Constant relationships between non-constant objects

Jonathan M Davis via Digitalmars-d digitalmars-d at puremagic.com
Tue Jun 17 22:59:20 PDT 2014


On Wed, 18 Jun 2014 02:26:24 +0000
Sebastian Unger via Digitalmars-d <digitalmars-d at puremagic.com> wrote:

> On Wednesday, 18 June 2014 at 02:15:21 UTC, Jesse Phillips wrote:
> > On Wednesday, 18 June 2014 at 01:31:33 UTC, Sebastian Unger
> > wrote:
> >> Or has D really done away with the MOST important use case of
> >> const (preventing developer mistakes! Not optimization.)
> >>
> >> Cheers,
> >> Seb
> >
> > Yes. D does not provide head-const.
> >
> > Though I would disagree that it is the most important use-case
> > for const.
>
> But can you agree that it is AN important use case?

It would be better to have it as an option, but in my experience, head-const
is close to useless, so while it might be nice to have upon occasion, not
having it isn't all that big a loss. I always thought that it was pretty
useless that Java provided head-const (especially because that's the _only_
kind of const that it has).

> If so, what was the rationale to not include a feature in D that has been
> used with great success in other languages? Don't get me wrong, I
> really like immutable and const and the fact that they are
> transitive. There are good use cases for this.

It comes down to the same reason that we have std.typecons.Rebindable to make
it so that you can have a non-const reference to a const object. The type
system doesn't really have the concept of a class, just a class reference.
When you say

MyClass c;

the type of MyClass is a reference to the class that's named MyClass rather
than being MyClass itself, and there's nowhere in the type system that makes
the distinction, because there's nowhere that you can even refer to a class
type without a reference to an object of that class type.

When const was first being worked on in D2, other options were explored with
regards to how to handle const, and for a short while we had a distinction
between head-const and tail-const when declaring variables of various types,
but it was ultimately decided that the result was just too complicated, and
the current route of using parens was introduced, which does lose us some
flexibility, but it gets us most of the way there while being much simpler.

However, I don't know think we ever really had head-const or tail-const
classes even then, because of how classes are represented in the compiler.
Walter attempted to rectify the problem multiple times but gave up on it,
since apparently, it's quite difficult, and he got sick of trying. At least
one major attempt has been made by another developer, but Walter didn't
approve of the way that it was done, so it never made it into the compiler or
the language (I don't know what the problems with it were though).
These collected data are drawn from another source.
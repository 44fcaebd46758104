//! Groups services by startup order and starts each group in parallel,
//! gating the later groups on a per-service dependency barrier.

use std::sync::Arc;
use std::time::Duration;

use tokio::time::{sleep, timeout};
use tracing::warn;

use crate::error::{OrchestratorError, Result};
use crate::graph::DependencyGraph;
use crate::registry::ServiceRegistry;
use crate::service::Service;
use crate::stop_reason::StopReasonLedger;
use crate::types::{NodeId, ServiceKind, ServiceLabel, ServiceState, StopReason};

const BARRIER_TIMEOUT: Duration = Duration::from_secs(5);
const BARRIER_POLL_INTERVAL: Duration = Duration::from_millis(500);

/// Startup proceeds rank by rank per [`ServiceKind::startup_rank`]: kube
/// connections are leaves (rank 0), the aggregator has no declared
/// dependencies but is sequenced right after connections so runtime-registered
/// MCP servers can attach to it (rank 1), port-forwards and generic instances
/// share a rank since neither depends on the other (rank 2), and MCP servers
/// depend on port-forwards and/or kube connections (rank 3).
const STARTUP_RANKS: std::ops::RangeInclusive<u8> = 0..=3;

enum DependencyCheck {
    Ready,
    NotReady,
    Failed(ServiceLabel),
}

async fn check_dependencies(deps: &[NodeId], registry: &ServiceRegistry) -> DependencyCheck {
    let mut all_ready = true;
    for dep_id in deps {
        let dep_label = dep_id.label();
        match registry.get(&dep_label).await {
            Some(dep) => match dep.state() {
                ServiceState::Running => {}
                ServiceState::Failed => return DependencyCheck::Failed(dep_label),
                _ => all_ready = false,
            },
            None => all_ready = false,
        }
    }
    if all_ready {
        DependencyCheck::Ready
    } else {
        DependencyCheck::NotReady
    }
}

/// Waits until every direct dependency of `(label, kind)` is `Running`,
/// polling at a fixed cadence. Fails fast the moment any dependency is
/// observed `Failed`; otherwise fails with `DependencyTimeout` once the
/// overall deadline elapses.
pub async fn wait_for_dependencies(
    label: &ServiceLabel,
    kind: ServiceKind,
    graph: &DependencyGraph,
    registry: &ServiceRegistry,
) -> Result<()> {
    let node_id = NodeId::for_service(label, kind);
    let deps = graph.dependencies(&node_id);
    if deps.is_empty() {
        return Ok(());
    }

    let poll = async {
        loop {
            match check_dependencies(&deps, registry).await {
                DependencyCheck::Ready => return Ok(()),
                DependencyCheck::Failed(dependency) => {
                    return Err(OrchestratorError::DependencyFailed {
                        label: label.to_string(),
                        dependency: dependency.to_string(),
                    });
                }
                DependencyCheck::NotReady => sleep(BARRIER_POLL_INTERVAL).await,
            }
        }
    };

    match timeout(BARRIER_TIMEOUT, poll).await {
        Ok(result) => result,
        Err(_) => Err(OrchestratorError::DependencyTimeout {
            label: label.to_string(),
        }),
    }
}

/// Non-blocking snapshot check: are every one of `(label, kind)`'s direct
/// dependencies `Running` right now? Used by the monitor loop's retry path,
/// which wants a single poll rather than the full barrier with its timeout.
pub async fn dependencies_ready(
    label: &ServiceLabel,
    kind: ServiceKind,
    graph: &DependencyGraph,
    registry: &ServiceRegistry,
) -> bool {
    let node_id = NodeId::for_service(label, kind);
    let deps = graph.dependencies(&node_id);
    matches!(check_dependencies(&deps, registry).await, DependencyCheck::Ready)
}

/// Starts every non-`Manual` registered service, level by level.
pub struct StartScheduler;

impl StartScheduler {
    /// Register every node's current snapshot and start it group by group.
    /// Each group's services start concurrently; the scheduler only waits
    /// for the group it is currently running, never for later ones.
    pub async fn start_all(
        registry: Arc<ServiceRegistry>,
        graph: Arc<DependencyGraph>,
        ledger: Arc<StopReasonLedger>,
    ) {
        let mut startable = Vec::new();
        for service in registry.all().await {
            if !ledger.is_manual(service.label()).await {
                startable.push(service);
            }
        }

        for rank in STARTUP_RANKS {
            let group: Vec<_> = startable
                .iter()
                .filter(|s| s.kind().startup_rank() == rank)
                .cloned()
                .collect();
            if group.is_empty() {
                continue;
            }

            let mut handles = Vec::with_capacity(group.len());
            for service in group {
                let graph = graph.clone();
                let registry = registry.clone();
                let ledger = ledger.clone();
                handles.push(tokio::spawn(async move {
                    Self::start_one(service, &graph, &registry, &ledger).await;
                }));
            }
            for handle in handles {
                if let Err(join_err) = handle.await {
                    warn!(error = %join_err, "start task panicked");
                }
            }
        }
    }

    async fn start_one(
        service: Arc<dyn Service>,
        graph: &DependencyGraph,
        registry: &ServiceRegistry,
        ledger: &StopReasonLedger,
    ) {
        let label = service.label().clone();
        if let Err(err) = wait_for_dependencies(&label, service.kind(), graph, registry).await {
            warn!(%label, error = %err, "dependency barrier failed; marking waiting");
            if let Some(updater) = service.as_state_updater() {
                updater.update_state(ServiceState::Waiting, service.health(), Some(err.to_string()));
            }
            ledger.set(label, StopReason::Dependency).await;
            return;
        }

        if let Err(err) = service.start().await {
            warn!(%label, error = %err, "service failed to start");
        }
    }
}

#[cfg(test)]
mod tests {
    use super::*;
    use crate::service::tests::FakeService;
    use crate::types::HealthStatus;

    fn build_graph() -> DependencyGraph {
        let mut graph = DependencyGraph::new();
        graph.add_node(NodeId::cluster("mc-t"), ServiceKind::KubeConnection, "mc-t".into(), vec![]);
        graph.add_node(
            NodeId::port_forward(&ServiceLabel::new("mc-prom")),
            ServiceKind::PortForward,
            "mc-prom".into(),
            vec![NodeId::cluster("mc-t")],
        );
        graph.add_node(
            NodeId::mcp_server(&ServiceLabel::new("prometheus")),
            ServiceKind::MCPServer,
            "prometheus".into(),
            vec![NodeId::port_forward(&ServiceLabel::new("mc-prom"))],
        );
        graph
    }

    #[tokio::test]
    async fn barrier_passes_immediately_when_dependency_already_running() {
        let graph = build_graph();
        let registry = ServiceRegistry::new();
        let cluster = Arc::new(FakeService::new("mc-t", ServiceKind::KubeConnection, vec![]));
        cluster.start().await.unwrap();
        registry.register(cluster).await.unwrap();

        wait_for_dependencies(
            &ServiceLabel::new("mc-prom"),
            ServiceKind::PortForward,
            &graph,
            &registry,
        )
        .await
        .unwrap();
    }

    #[tokio::test]
    async fn barrier_fails_fast_on_failed_dependency() {
        let graph = build_graph();
        let registry = ServiceRegistry::new();
        let cluster = Arc::new(FakeService::new("mc-t", ServiceKind::KubeConnection, vec![]));
        cluster.force_state(ServiceState::Failed, HealthStatus::Unhealthy);
        registry.register(cluster).await.unwrap();

        let err = wait_for_dependencies(
            &ServiceLabel::new("mc-prom"),
            ServiceKind::PortForward,
            &graph,
            &registry,
        )
        .await
        .unwrap_err();
        assert_eq!(err.kind(), "dependency_failed");
    }

    #[tokio::test(start_paused = true)]
    async fn barrier_times_out_when_dependency_never_becomes_running() {
        let graph = build_graph();
        let registry = ServiceRegistry::new();
        let cluster = Arc::new(FakeService::new("mc-t", ServiceKind::KubeConnection, vec![]));
        // Left in Starting: neither Running nor Failed.
        cluster.force_state(ServiceState::Starting, HealthStatus::Unknown);
        registry.register(cluster).await.unwrap();

        let barrier = wait_for_dependencies(
            &ServiceLabel::new("mc-prom"),
            ServiceKind::PortForward,
            &graph,
            &registry,
        );
        tokio::pin!(barrier);
        tokio::time::advance(Duration::from_secs(6)).await;
        let err = barrier.await.unwrap_err();
        assert_eq!(err.kind(), "dependency_timeout");
    }

    #[tokio::test]
    async fn start_all_respects_group_order() {
        let registry = Arc::new(ServiceRegistry::new());
        let ledger = Arc::new(StopReasonLedger::new());
        let graph = Arc::new(build_graph());

        let cluster = Arc::new(FakeService::new("mc-t", ServiceKind::KubeConnection, vec![]));
        let pf = Arc::new(FakeService::new("mc-prom", ServiceKind::PortForward, vec![NodeId::cluster("mc-t")]));
        let mcp = Arc::new(FakeService::new(
            "prometheus",
            ServiceKind::MCPServer,
            vec![NodeId::port_forward(&ServiceLabel::new("mc-prom"))],
        ));
        registry.register(cluster.clone()).await.unwrap();
        registry.register(pf.clone()).await.unwrap();
        registry.register(mcp.clone()).await.unwrap();

        StartScheduler::start_all(registry, graph, ledger).await;

        assert_eq!(cluster.state(), ServiceState::Running);
        assert_eq!(pf.state(), ServiceState::Running);
        assert_eq!(mcp.state(), ServiceState::Running);
    }

    #[tokio::test]
    async fn generic_instance_services_are_started_by_start_all() {
        let registry = Arc::new(ServiceRegistry::new());
        let ledger = Arc::new(StopReasonLedger::new());
        let graph = Arc::new(DependencyGraph::new());

        let svc = Arc::new(FakeService::new("sidecar", ServiceKind::GenericInstance, vec![]));
        registry.register(svc.clone()).await.unwrap();

        StartScheduler::start_all(registry, graph, ledger).await;

        assert_eq!(svc.state(), ServiceState::Running);
    }

    #[tokio::test]
    async fn manual_services_are_never_started() {
        let registry = Arc::new(ServiceRegistry::new());
        let ledger = Arc::new(StopReasonLedger::new());
        let graph = Arc::new(DependencyGraph::new());

        let svc = Arc::new(FakeService::new("mc-prom", ServiceKind::PortForward, vec![]));
        registry.register(svc.clone()).await.unwrap();
        ledger.set(ServiceLabel::new("mc-prom"), StopReason::Manual).await;

        StartScheduler::start_all(registry, graph, ledger).await;

        assert_eq!(svc.state(), ServiceState::Unknown);
    }
}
So, to fix this, we'd need a way (syntactically) to somehow indicate that a
class reference is head-const or tail-const without adding much complication
to the language, and there would have to be a major overhaul of how classes
are viewed by the compiler, which is enough of a pain that it's just never
been fully, successfully done.

So, we have std.typecons.Rebindable in order to get tail-const class
references, and elsewhere in this thread, Meta provided a similar wrapper to
give you head-const. However, no one has ever found head-const to be
important enough to put anything like that in Phobos. It's always the lack of
tail-const class references that folks complain about. You're the only person
I've ever seen who's complained about the lack of head-const.